Esta nova série tem um dado novo e importante: a preocupação de traduzir para o espetador, através das pessoas que sofrem e dão a cara, o que são os oito objetivos de Desenvolvimento do Milénio (ODM), uma declaração assinada no ano 2000 por 192 Estados membros da ONU comprometendo-se até 2015 a erradicar a pobreza, promover a paz e alcançar os direitos fundamentais para todos13.

Face ao exposto anteriormente, podemos verificar que apenas três das cinco ONGD entrevistadas (FGS, Par-Respostas Sociais e IMVF) acabaram por criar projetos específicos, todos eles executados em Portugal na área de educação para o desenvolvimento. A Aidglobal incluiu os ODM em projetos já existentes que foram adaptados. E o CIDAC optou por não desenvolver projetos sobre os ODM. No que toca à cooperação para o desenvolvimento, não houve criação de projetos específicos que concorressem para os ODM nas ONGD entrevistadas, mas os temas destes objetivos, estavam de alguma forma em consonância com alguns dos projetos que já existentes na IMVF e CIDAC (embora não especificassem o nome do projeto).

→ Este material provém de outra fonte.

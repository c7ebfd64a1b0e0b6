//! Full demo of the quiz engine: load a small bank, run a linear pass,
//! then a spaced-repetition re-study pass.
//!
//! Run with: `cargo run --example demo`
//!
//! This example shows how `med_quiz_engine` works end to end:
//!
//! 1. **Bank loading** — a handful of raw cells in deliberately mixed
//!    formats (delimiters `)`, `.`, `-`; marker before, between, and after
//!    the options; a multi-line option body) plus one malformed row that
//!    lands in the rejected list instead of aborting the load.
//! 2. **Linear pass** — every question in sheet order, answered by a tiny
//!    scripted "student" that gets some wrong, with the prompt and reveal
//!    payloads printed the way a web client would receive them.
//! 3. **Spaced-repetition pass** — a few draws showing the bias toward the
//!    questions missed in the first pass.
//!
//! ## Key concepts demonstrated
//!
//! - `SessionState::new(Some(seed))` makes every shuffle and draw
//!   reproducible.
//! - `QuestionBank::rejected()` reports bad rows with their positions.
//! - `Ok(None)` from `next()` in linear mode signals session completion.

use med_quiz_engine::{
    to_client_state, to_reveal_state, AnswerKeySource, OptionLetter, QuestionBank,
    RawRow, SessionState, StudyMode,
};

fn sample_rows() -> Vec<RawRow> {
    vec![
        RawRow {
            text: "A 58-year-old smoker has sudden tearing chest pain radiating to the back. \
                   Most likely diagnosis? A) Aortic dissection B) Myocardial infarction \
                   C) Pericarditis D) Pneumothorax Respuesta: A The tearing quality and \
                   radiation to the back are classic for dissection."
                .into(),
            answer: None,
            explanation: None,
            topic: Some("cardiology".into()),
        },
        RawRow {
            text: "First-line treatment for uncomplicated cystitis? A) Nitrofurantoin \
                   B. Ciprofloxacin C- Amoxicillin D) Ceftriaxone Correcta: A"
                .into(),
            answer: None,
            explanation: Some("Fluoroquinolones are reserved for complicated cases.".into()),
            topic: Some("infectology".into()),
        },
        RawRow {
            text: "Respuesta: C Which electrolyte disturbance causes peaked T waves?\n\
                   A) Hyponatremia B) Hypokalemia C) Hyperkalemia\nD) Hypocalcemia"
                .into(),
            answer: None,
            explanation: None,
            topic: Some("cardiology".into()),
        },
        // Malformed on purpose: no options at all.
        RawRow::new("Free-text note left in the sheet by a reviewer, not a question."),
    ]
}

/// Scripted answers: wrong on the first question, right on the rest.
fn scripted_answer(index: usize, correct: OptionLetter) -> OptionLetter {
    if index == 0 {
        if correct == OptionLetter::A { OptionLetter::B } else { OptionLetter::A }
    } else {
        correct
    }
}

fn main() {
    let bank = QuestionBank::from_rows(&sample_rows(), AnswerKeySource::InlineMarker)
        .expect("sample rows contain valid questions");

    println!("━━━━━━━━━━━━━━━━━━━━━━━━━━━━━━━━━━━━━━━━━━━━━━━━━━━━━━━━━━━━");
    println!("  Loaded {} questions, rejected {} rows", bank.len(), bank.rejected().len());
    for rejected in bank.rejected() {
        println!("    row {}: {}", rejected.row, rejected.error);
    }

    // ── linear pass ─────────────────────────────────────────────────────
    let pool = bank.pool();
    let mut session = SessionState::new(Some(42));

    println!("━━━━━━━━━━━━━━━━━━━━━━━━━━━━━━━━━━━━━━━━━━━━━━━━━━━━━━━━━━━━");
    println!("  Linear pass ({} questions)", pool.len());

    let mut position = 0usize;
    while let Some(id) = session.next(&pool, StudyMode::Linear).expect("pool is not empty") {
        position += 1;
        let question = bank.get(id).expect("id came from this bank");

        let prompt = to_client_state(question, session.tally(), position, pool.len());
        println!();
        println!("  [{}] {}", prompt["progress"]["current"], question.stem);
        for option in prompt["options"].as_array().expect("options is an array") {
            println!("      {}", option.as_str().expect("options are strings"));
        }

        let chosen = scripted_answer(position - 1, question.correct_letter);
        session.record_outcome(id, question.is_correct(chosen), None);

        let reveal = to_reveal_state(question, chosen);
        let verdict = if reveal["is_correct"] == true { "correct" } else { "wrong" };
        println!("      chose {chosen} -> {verdict} (answer: {})", question.correct_letter);
        if !question.explanation.is_empty() {
            println!("      why: {}", question.explanation);
        }
    }

    let tally = session.tally();
    println!();
    println!(
        "  Done: {} correct, {} incorrect, accuracy {:.1}% ({})",
        tally.correct,
        tally.incorrect,
        tally.accuracy(),
        tally.performance_band(),
    );

    // ── spaced-repetition pass ──────────────────────────────────────────
    println!("━━━━━━━━━━━━━━━━━━━━━━━━━━━━━━━━━━━━━━━━━━━━━━━━━━━━━━━━━━━━");
    println!("  Spaced-repetition draws (missed: {:?})", session.failed_ids());
    for _ in 0..8 {
        let id = session
            .next(&pool, StudyMode::SpacedRepetition)
            .expect("pool is not empty")
            .expect("spaced repetition never completes");
        let question = bank.get(id).expect("id came from this bank");
        let mark = if session.outcome(id).is_incorrect() { "*" } else { " " };
        println!("    [{mark}] {} {}", id, question.stem);
    }
}
use std::fmt;
use serde::{Deserialize, Serialize};

/// Topic sentinel used when a row carries no classification.
pub const UNSPECIFIED_TOPIC: &str = "unspecified";

// ---------------------------------------------------------------------------
// Question primitives
// ---------------------------------------------------------------------------

/// Stable question identifier — the row position in the source sheet.
#[derive(Debug, Clone, Copy, PartialEq, Eq, Hash, PartialOrd, Ord, Serialize, Deserialize)]
pub struct QuestionId(pub u32);

impl fmt::Display for QuestionId {
    fn fmt(&self, f: &mut fmt::Formatter<'_>) -> fmt::Result {
        write!(f, "#{}", self.0)
    }
}

/// Option label letter. Banks use 2 to 5 options, so only A through E exist.
#[derive(Debug, Clone, Copy, PartialEq, Eq, Hash, PartialOrd, Ord, Serialize, Deserialize)]
pub enum OptionLetter {
    A,
    B,
    C,
    D,
    E,
}

impl OptionLetter {
    /// All letters in label order.
    pub const ALL: [OptionLetter; 5] = [
        OptionLetter::A,
        OptionLetter::B,
        OptionLetter::C,
        OptionLetter::D,
        OptionLetter::E,
    ];

    /// Case-insensitive conversion from a single character.
    pub fn from_char(c: char) -> Option<Self> {
        match c.to_ascii_uppercase() {
            'A' => Some(OptionLetter::A),
            'B' => Some(OptionLetter::B),
            'C' => Some(OptionLetter::C),
            'D' => Some(OptionLetter::D),
            'E' => Some(OptionLetter::E),
            _   => None,
        }
    }

    pub fn as_char(self) -> char {
        match self {
            OptionLetter::A => 'A',
            OptionLetter::B => 'B',
            OptionLetter::C => 'C',
            OptionLetter::D => 'D',
            OptionLetter::E => 'E',
        }
    }

    /// The letter that follows this one in label order, `None` after E.
    pub fn next(self) -> Option<Self> {
        match self {
            OptionLetter::A => Some(OptionLetter::B),
            OptionLetter::B => Some(OptionLetter::C),
            OptionLetter::C => Some(OptionLetter::D),
            OptionLetter::D => Some(OptionLetter::E),
            OptionLetter::E => None,
        }
    }
}

impl fmt::Display for OptionLetter {
    fn fmt(&self, f: &mut fmt::Formatter<'_>) -> fmt::Result {
        write!(f, "{}", self.as_char())
    }
}

/// One labeled candidate answer.
#[derive(Debug, Clone, PartialEq, Eq, Serialize, Deserialize)]
pub struct AnswerOption {
    pub letter: OptionLetter,
    pub text: String,
}

/// A fully validated question. Either every invariant holds — non-empty
/// stem, 2..=5 options with unique letters in appearance order, correct
/// letter present among them — or the source row was rejected at parse
/// time. No partially populated value ever reaches this type.
#[derive(Debug, Clone, PartialEq, Eq, Serialize, Deserialize)]
pub struct Question {
    pub id: QuestionId,
    /// Clinical vignette and question text, newlines normalized to spaces.
    pub stem: String,
    pub options: Vec<AnswerOption>,
    pub correct_letter: OptionLetter,
    /// Feedback text shown after answering. May be empty.
    pub explanation: String,
    /// Classification string, [`UNSPECIFIED_TOPIC`] when the row had none.
    pub topic: String,
}

impl Question {
    pub fn option(&self, letter: OptionLetter) -> Option<&AnswerOption> {
        self.options.iter().find(|o| o.letter == letter)
    }

    pub fn is_correct(&self, letter: OptionLetter) -> bool {
        self.correct_letter == letter
    }
}

// ---------------------------------------------------------------------------
// Input rows
// ---------------------------------------------------------------------------

/// One already-loaded spreadsheet row. Fetching and sheet parsing live with
/// the caller; this crate only consumes the field values.
#[derive(Debug, Clone, Default, PartialEq, Eq, Serialize, Deserialize)]
pub struct RawRow {
    /// The free-text question cell: stem, inlined options, and possibly an
    /// inlined answer marker and explanation.
    pub text: String,
    /// Separate correct-answer column, when the sheet has one.
    pub answer: Option<String>,
    /// Separate feedback column; overrides any inline explanation.
    pub explanation: Option<String>,
    pub topic: Option<String>,
}

impl RawRow {
    pub fn new(text: impl Into<String>) -> Self {
        RawRow {
            text: text.into(),
            answer: None,
            explanation: None,
            topic: None,
        }
    }
}

/// Where the correct-answer letter for a dataset comes from. Sheets are
/// inconsistent: some inline a "Respuesta: X" marker in the question cell,
/// others carry a dedicated answer column. The caller picks one mode per
/// dataset; the two are never mixed implicitly.
#[derive(Debug, Clone, Copy, PartialEq, Eq, Serialize, Deserialize)]
pub enum AnswerKeySource {
    /// Extract the letter from the inline marker; rows without one are
    /// rejected.
    InlineMarker,
    /// Take the letter from the row's answer column; rows without a usable
    /// column value are rejected. Inline markers are still stripped from
    /// the displayed text but their letter is ignored.
    Column,
}

// ---------------------------------------------------------------------------
// Session types
// ---------------------------------------------------------------------------

/// How the next question is chosen.
#[derive(Debug, Clone, Copy, PartialEq, Eq, Serialize, Deserialize)]
pub enum StudyMode {
    /// Walk the pool in order once; signals completion at the end.
    Linear,
    /// Uniform draw with replacement; never completes.
    Random,
    /// Weighted toward previously missed questions. See
    /// [`FAILED_FIRST_WEIGHT`](crate::quiz_engine::session::FAILED_FIRST_WEIGHT).
    SpacedRepetition,
}

impl fmt::Display for StudyMode {
    fn fmt(&self, f: &mut fmt::Formatter<'_>) -> fmt::Result {
        match self {
            StudyMode::Linear           => write!(f, "linear"),
            StudyMode::Random           => write!(f, "random"),
            StudyMode::SpacedRepetition => write!(f, "spaced repetition"),
        }
    }
}

/// Ordinal difficulty grade 0..=4 optionally reported with an outcome.
#[derive(Debug, Clone, Copy, PartialEq, Eq, PartialOrd, Ord, Serialize, Deserialize)]
pub struct Grade(u8);

impl Grade {
    pub const MAX: u8 = 4;

    /// Build a grade, clamping values above the scale.
    pub fn new(value: u8) -> Self {
        Grade(value.min(Self::MAX))
    }

    pub fn value(self) -> u8 {
        self.0
    }
}

/// Per-question answer state. Re-answering overwrites the previous entry —
/// last answer wins, nothing is accumulated.
#[derive(Debug, Clone, Copy, PartialEq, Eq, Serialize, Deserialize)]
pub enum Outcome {
    Unseen,
    Graded { correct: bool, grade: Option<Grade> },
}

impl Outcome {
    pub fn is_correct(self) -> bool {
        matches!(self, Outcome::Graded { correct: true, .. })
    }

    pub fn is_incorrect(self) -> bool {
        matches!(self, Outcome::Graded { correct: false, .. })
    }
}

/// Accuracy at or above this is an [`PerformanceBand::Excellent`] session.
pub const EXCELLENT_ACCURACY: f64 = 80.0;
/// Accuracy at or above this is a [`PerformanceBand::Good`] session.
pub const GOOD_ACCURACY: f64 = 60.0;

/// Coarse end-of-session performance classification.
#[derive(Debug, Clone, Copy, PartialEq, Eq, Serialize, Deserialize)]
pub enum PerformanceBand {
    Excellent,
    Good,
    KeepPracticing,
}

impl fmt::Display for PerformanceBand {
    fn fmt(&self, f: &mut fmt::Formatter<'_>) -> fmt::Result {
        match self {
            PerformanceBand::Excellent      => write!(f, "excellent"),
            PerformanceBand::Good           => write!(f, "good"),
            PerformanceBand::KeepPracticing => write!(f, "keep practicing"),
        }
    }
}

/// Running correct/incorrect counters. Always equal to the counts over the
/// current history — re-grading a question moves it between counters
/// instead of adding a second entry.
#[derive(Debug, Clone, Copy, Default, PartialEq, Eq, Serialize, Deserialize)]
pub struct Tally {
    pub correct: usize,
    pub incorrect: usize,
}

impl Tally {
    pub fn answered(self) -> usize {
        self.correct + self.incorrect
    }

    /// Percentage of answered questions that are currently correct,
    /// 0.0 before anything has been answered.
    pub fn accuracy(self) -> f64 {
        let answered = self.answered();
        if answered == 0 {
            return 0.0;
        }
        self.correct as f64 / answered as f64 * 100.0
    }

    pub fn performance_band(self) -> PerformanceBand {
        let accuracy = self.accuracy();
        if accuracy >= EXCELLENT_ACCURACY {
            PerformanceBand::Excellent
        } else if accuracy >= GOOD_ACCURACY {
            PerformanceBand::Good
        } else {
            PerformanceBand::KeepPracticing
        }
    }
}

As cinco organizações entrevistadas referiram que a partir de um certo período tornou-se obrigatório, em algumas candidaturas a financiamento, especificar para que ODM estavam a concorrer, e por isso foi importante encontrarem pontos de ligação com os projetos que já estavam a decorrer.

Sendo que estas agendas marcaram o enquadramento de todo o mundo associativo das organizações de desenvolvimento, tornou-se difícil para as ONGD mais críticas estarem completamente fora do mesmo: “Ao longo dos anos, durante o período de vigência dos ODM, fomos trabalhando em temas que tocaram alguns dos temas dos ODM: educação, reforço para a capacitação, grupo de mulheres, etc. (…) muitas linhas de financiamento fazem menção aos ODM” (entrevista A). A FGS acrescenta ainda que mais difícil ter projetos fora da agenda dos ODM devido aos critérios das ajudas públicas: “As ONGD portuguesas neste processo foram um pouco empurradas a trabalhar os ODM, se não puséssemos ODM nas nossas agendas as ajudas públicas não vinham, as ajudas de outras entidades não chegavam, porque eles tinham de ter uma luz para poderem pôr nas estatísticas para apresentar” (entrevista B).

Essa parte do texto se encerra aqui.